■ THE PROBLEM: All of these records need to be duplicated exactly.

Records contained in a dataset:

//! Core type definitions shared by the classifiers

use ndarray::ArrayView1;
use serde::{Deserialize, Serialize};
use std::fmt;

/// Binary prediction containing label and decision value
#[derive(Debug, Clone, Copy, PartialEq)]
pub struct Prediction {
    /// Predicted class label (+1 or -1)
    pub label: f64,
    /// Raw decision function value
    pub decision_value: f64,
}

impl Prediction {
    /// Create a new prediction
    pub fn new(label: f64, decision_value: f64) -> Self {
        Self {
            label,
            decision_value,
        }
    }

    /// Get confidence as absolute value of decision value
    pub fn confidence(&self) -> f64 {
        self.decision_value.abs()
    }
}

/// Sparse vector representation with sorted indices
#[derive(Clone, Debug, PartialEq)]
pub struct SparseVector {
    /// Sorted indices of non-zero elements
    pub indices: Vec<usize>,
    /// Values corresponding to indices
    pub values: Vec<f64>,
}

impl SparseVector {
    /// Create a new sparse vector, ensuring indices are sorted
    pub fn new(indices: Vec<usize>, values: Vec<f64>) -> Self {
        assert_eq!(
            indices.len(),
            values.len(),
            "Indices and values must have same length"
        );

        let mut pairs: Vec<_> = indices.into_iter().zip(values).collect();
        pairs.sort_by_key(|&(idx, _)| idx);

        let (indices, values): (Vec<_>, Vec<_>) = pairs.into_iter().unzip();
        Self { indices, values }
    }

    /// Build a sparse vector from a dense row, dropping exact zeros
    ///
    /// Digit images are mostly background, so this keeps kernel evaluations
    /// proportional to the number of inked pixels.
    pub fn from_dense(row: ArrayView1<f64>) -> Self {
        let (indices, values) = row
            .iter()
            .enumerate()
            .filter(|(_, &v)| v != 0.0)
            .map(|(i, &v)| (i, v))
            .unzip();
        Self { indices, values }
    }

    /// Create an empty sparse vector
    pub fn empty() -> Self {
        Self {
            indices: Vec::new(),
            values: Vec::new(),
        }
    }

    /// Get the value at a specific index (0 if not present)
    pub fn get(&self, index: usize) -> f64 {
        match self.indices.binary_search(&index) {
            Ok(pos) => self.values[pos],
            Err(_) => 0.0,
        }
    }

    /// Compute squared L2 norm
    pub fn norm_squared(&self) -> f64 {
        self.values.iter().map(|&v| v * v).sum()
    }

    /// Number of non-zero elements
    pub fn nnz(&self) -> usize {
        self.indices.len()
    }

    /// Check if vector is empty
    pub fn is_empty(&self) -> bool {
        self.indices.is_empty()
    }
}

/// Binary training sample with features and a ±1 label
#[derive(Clone, Debug)]
pub struct Sample {
    /// Feature vector (sparse representation)
    pub features: SparseVector,
    /// Class label (+1 or -1)
    pub label: f64,
}

impl Sample {
    /// Create a new sample
    pub fn new(features: SparseVector, label: f64) -> Self {
        Self { features, label }
    }
}

/// Result of the SMO optimization process
#[derive(Debug, Clone)]
pub struct OptimizationResult {
    /// Lagrange multipliers (alpha values)
    pub alpha: Vec<f64>,
    /// Bias term (b)
    pub b: f64,
    /// Indices of support vectors (where alpha > 0)
    pub support_vectors: Vec<usize>,
    /// Number of iterations performed
    pub iterations: usize,
}

/// Configuration for the SMO solver
#[derive(Debug, Clone)]
pub struct SolverConfig {
    /// Regularization parameter (upper bound for alpha)
    pub c: f64,
    /// Tolerance for KKT conditions
    pub epsilon: f64,
    /// Maximum number of passes over the working set
    pub max_iterations: usize,
    /// Kernel cache size in bytes
    pub cache_size: usize,
}

impl Default for SolverConfig {
    fn default() -> Self {
        Self {
            c: 1.0,
            epsilon: 0.001,
            max_iterations: 10_000,
            cache_size: 200 * 1024 * 1024,
        }
    }
}

/// The three data partitions produced by the preparer
#[derive(Debug, Clone, Copy, PartialEq, Eq, Hash, Serialize, Deserialize)]
pub enum Split {
    Train,
    Validation,
    Test,
}

impl Split {
    /// All partitions in reporting order
    pub const ALL: [Split; 3] = [Split::Train, Split::Validation, Split::Test];
}

impl fmt::Display for Split {
    fn fmt(&self, f: &mut fmt::Formatter<'_>) -> fmt::Result {
        let name = match self {
            Split::Train => "Training",
            Split::Validation => "Validation",
            Split::Test => "Testing",
        };
        f.write_str(name)
    }
}

/// Percentage accuracy of a classifier on each partition
#[derive(Debug, Clone, Copy, PartialEq, Default, Serialize, Deserialize)]
pub struct SplitAccuracy {
    pub train: f64,
    pub validation: f64,
    pub test: f64,
}

impl SplitAccuracy {
    /// Accuracy for one partition
    pub fn get(&self, split: Split) -> f64 {
        match split {
            Split::Train => self.train,
            Split::Validation => self.validation,
            Split::Test => self.test,
        }
    }

    /// Record accuracy for one partition
    pub fn set(&mut self, split: Split, accuracy: f64) {
        match split {
            Split::Train => self.train = accuracy,
            Split::Validation => self.validation = accuracy,
            Split::Test => self.test = accuracy,
        }
    }
}

#[cfg(test)]
mod tests {
    use super::*;
    use ndarray::array;

    #[test]
    fn test_sparse_vector_creation() {
        let sv = SparseVector::new(vec![2, 0, 4], vec![2.0, 1.0, 3.0]);

        assert_eq!(sv.indices, vec![0, 2, 4]);
        assert_eq!(sv.values, vec![1.0, 2.0, 3.0]);
    }

    #[test]
    fn test_sparse_vector_from_dense() {
        let row = array![0.0, 0.5, 0.0, 0.0, 1.0];
        let sv = SparseVector::from_dense(row.view());

        assert_eq!(sv.indices, vec![1, 4]);
        assert_eq!(sv.values, vec![0.5, 1.0]);
        assert_eq!(sv.get(0), 0.0);
        assert_eq!(sv.get(4), 1.0);
        assert_eq!(sv.nnz(), 2);
    }

    #[test]
    fn test_sparse_vector_all_zero_row() {
        let row = array![0.0, 0.0, 0.0];
        assert!(SparseVector::from_dense(row.view()).is_empty());
    }

    #[test]
    fn test_sparse_vector_norm() {
        let sv = SparseVector::new(vec![0, 1], vec![3.0, 4.0]);
        assert_eq!(sv.norm_squared(), 25.0);
    }

    #[test]
    fn test_prediction() {
        let pred = Prediction::new(-1.0, -1.8);
        assert_eq!(pred.label, -1.0);
        assert_eq!(pred.confidence(), 1.8);
    }

    #[test]
    fn test_solver_config_default() {
        let config = SolverConfig::default();
        assert_eq!(config.c, 1.0);
        assert_eq!(config.epsilon, 0.001);
        assert_eq!(config.max_iterations, 10_000);
        assert_eq!(config.cache_size, 200 * 1024 * 1024);
    }

    #[test]
    fn test_split_accuracy_accessors() {
        let mut acc = SplitAccuracy::default();
        acc.set(Split::Validation, 91.5);
        assert_eq!(acc.get(Split::Validation), 91.5);
        assert_eq!(acc.get(Split::Train), 0.0);
        assert_eq!(Split::Test.to_string(), "Testing");
    }

    #[test]
    #[should_panic(expected = "Indices and values must have same length")]
    fn test_sparse_vector_length_mismatch() {
        SparseVector::new(vec![0, 1], vec![1.0, 2.0, 3.0]);
    }
}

■ SOLUTION TO THE EXERCISE:
//! Core type definitions shared by the classifiers

use ndarray::ArrayView1;
use serde::{Deserialize, Serialize};
use std::fmt;

/// Binary prediction containing label and decision value
#[derive(Debug, Clone, Copy, PartialEq)]
pub struct Prediction {
    /// Predicted class label (+1 or -1)
    pub label: f64,
    /// Raw decision function value
    pub decision_value: f64,
}

impl Prediction {
    /// Create a new prediction
    pub fn new(label: f64, decision_value: f64) -> Self {
        Self {
            label,
            decision_value,
        }
    }

    /// Get confidence as absolute value of decision value
    pub fn confidence(&self) -> f64 {
        self.decision_value.abs()
    }
}

/// Sparse vector representation with sorted indices
#[derive(Clone, Debug, PartialEq)]
pub struct SparseVector {
    /// Sorted indices of non-zero elements
    pub indices: Vec<usize>,
    /// Values corresponding to indices
    pub values: Vec<f64>,
}

impl SparseVector {
    /// Create a new sparse vector, ensuring indices are sorted
    pub fn new(indices: Vec<usize>, values: Vec<f64>) -> Self {
        assert_eq!(
            indices.len(),
            values.len(),
            "Indices and values must have same length"
        );

        let mut pairs: Vec<_> = indices.into_iter().zip(values).collect();
        pairs.sort_by_key(|&(idx, _)| idx);

        let (indices, values): (Vec<_>, Vec<_>) = pairs.into_iter().unzip();
        Self { indices, values }
    }

    /// Build a sparse vector from a dense row, dropping exact zeros
    ///
    /// Digit images are mostly background, so this keeps kernel evaluations
    /// proportional to the number of inked pixels.
    pub fn from_dense(row: ArrayView1<f64>) -> Self {
        let (indices, values) = row
            .iter()
            .enumerate()
            .filter(|(_, &v)| v != 0.0)
            .map(|(i, &v)| (i, v))
            .unzip();
        Self { indices, values }
    }

    /// Create an empty sparse vector
    pub fn empty() -> Self {
        Self {
            indices: Vec::new(),
            values: Vec::new(),
        }
    }

    /// Get the value at a specific index (0 if not present)
    pub fn get(&self, index: usize) -> f64 {
        match self.indices.binary_search(&index) {
            Ok(pos) => self.values[pos],
            Err(_) => 0.0,
        }
    }

    /// Compute squared L2 norm
    pub fn norm_squared(&self) -> f64 {
        self.values.iter().map(|&v| v * v).sum()
    }

    /// Number of non-zero elements
    pub fn nnz(&self) -> usize {
        self.indices.len()
    }

    /// Check if vector is empty
    pub fn is_empty(&self) -> bool {
        self.indices.is_empty()
    }
}

/// Binary training sample with features and a ±1 label
#[derive(Clone, Debug)]
pub struct Sample {
    /// Feature vector (sparse representation)
    pub features: SparseVector,
    /// Class label (+1 or -1)
    pub label: f64,
}

impl Sample {
    /// Create a new sample
    pub fn new(features: SparseVector, label: f64) -> Self {
        Self { features, label }
    }
}

/// Result of the SMO optimization process
#[derive(Debug, Clone)]
pub struct OptimizationResult {
    /// Lagrange multipliers (alpha values)
    pub alpha: Vec<f64>,
    /// Bias term (b)
    pub b: f64,
    /// Indices of support vectors (where alpha > 0)
    pub support_vectors: Vec<usize>,
    /// Number of iterations performed
    pub iterations: usize,
}

/// Configuration for the SMO solver
#[derive(Debug, Clone)]
pub struct SolverConfig {
    /// Regularization parameter (upper bound for alpha)
    pub c: f64,
    /// Tolerance for KKT conditions
    pub epsilon: f64,
    /// Maximum number of passes over the working set
    pub max_iterations: usize,
    /// Kernel cache size in bytes
    pub cache_size: usize,
}

impl Default for SolverConfig {
    fn default() -> Self {
        Self {
            c: 1.0,
            epsilon: 0.001,
            max_iterations: 10_000,
            cache_size: 200 * 1024 * 1024,
        }
    }
}

/// The three data partitions produced by the preparer
#[derive(Debug, Clone, Copy, PartialEq, Eq, Hash, Serialize, Deserialize)]
pub enum Split {
    Train,
    Validation,
    Test,
}

impl Split {
    /// All partitions in reporting order
    pub const ALL: [Split; 3] = [Split::Train, Split::Validation, Split::Test];
}

impl fmt::Display for Split {
    fn fmt(&self, f: &mut fmt::Formatter<'_>) -> fmt::Result {
        let name = match self {
            Split::Train => "Training",
            Split::Validation => "Validation",
            Split::Test => "Testing",
        };
        f.write_str(name)
    }
}

/// Percentage accuracy of a classifier on each partition
#[derive(Debug, Clone, Copy, PartialEq, Default, Serialize, Deserialize)]
pub struct SplitAccuracy {
    pub train: f64,
    pub validation: f64,
    pub test: f64,
}

impl SplitAccuracy {
    /// Accuracy for one partition
    pub fn get(&self, split: Split) -> f64 {
        match split {
            Split::Train => self.train,
            Split::Validation => self.validation,
            Split::Test => self.test,
        }
    }

    /// Record accuracy for one partition
    pub fn set(&mut self, split: Split, accuracy: f64) {
        match split {
            Split::Train => self.train = accuracy,
            Split::Validation => self.validation = accuracy,
            Split::Test => self.test = accuracy,
        }
    }
}

#[cfg(test)]
mod tests {
    use super::*;
    use ndarray::array;

    #[test]
    fn test_sparse_vector_creation() {
        let sv = SparseVector::new(vec![2, 0, 4], vec![2.0, 1.0, 3.0]);

        assert_eq!(sv.indices, vec![0, 2, 4]);
        assert_eq!(sv.values, vec![1.0, 2.0, 3.0]);
    }

    #[test]
    fn test_sparse_vector_from_dense() {
        let row = array![0.0, 0.5, 0.0, 0.0, 1.0];
        let sv = SparseVector::from_dense(row.view());

        assert_eq!(sv.indices, vec![1, 4]);
        assert_eq!(sv.values, vec![0.5, 1.0]);
        assert_eq!(sv.get(0), 0.0);
        assert_eq!(sv.get(4), 1.0);
        assert_eq!(sv.nnz(), 2);
    }

    #[test]
    fn test_sparse_vector_all_zero_row() {
        let row = array![0.0, 0.0, 0.0];
        assert!(SparseVector::from_dense(row.view()).is_empty());
    }

    #[test]
    fn test_sparse_vector_norm() {
        let sv = SparseVector::new(vec![0, 1], vec![3.0, 4.0]);
        assert_eq!(sv.norm_squared(), 25.0);
    }

    #[test]
    fn test_prediction() {
        let pred = Prediction::new(-1.0, -1.8);
        assert_eq!(pred.label, -1.0);
        assert_eq!(pred.confidence(), 1.8);
    }

    #[test]
    fn test_solver_config_default() {
        let config = SolverConfig::default();
        assert_eq!(config.c, 1.0);
        assert_eq!(config.epsilon, 0.001);
        assert_eq!(config.max_iterations, 10_000);
        assert_eq!(config.cache_size, 200 * 1024 * 1024);
    }

    #[test]
    fn test_split_accuracy_accessors() {
        let mut acc = SplitAccuracy::default();
        acc.set(Split::Validation, 91.5);
        assert_eq!(acc.get(Split::Validation), 91.5);
        assert_eq!(acc.get(Split::Train), 0.0);
        assert_eq!(Split::Test.to_string(), "Testing");
    }

    #[test]
    #[should_panic(expected = "Indices and values must have same length")]
    fn test_sparse_vector_length_mismatch() {
        SparseVector::new(vec![0, 1], vec![1.0, 2.0, 3.0]);
    }
}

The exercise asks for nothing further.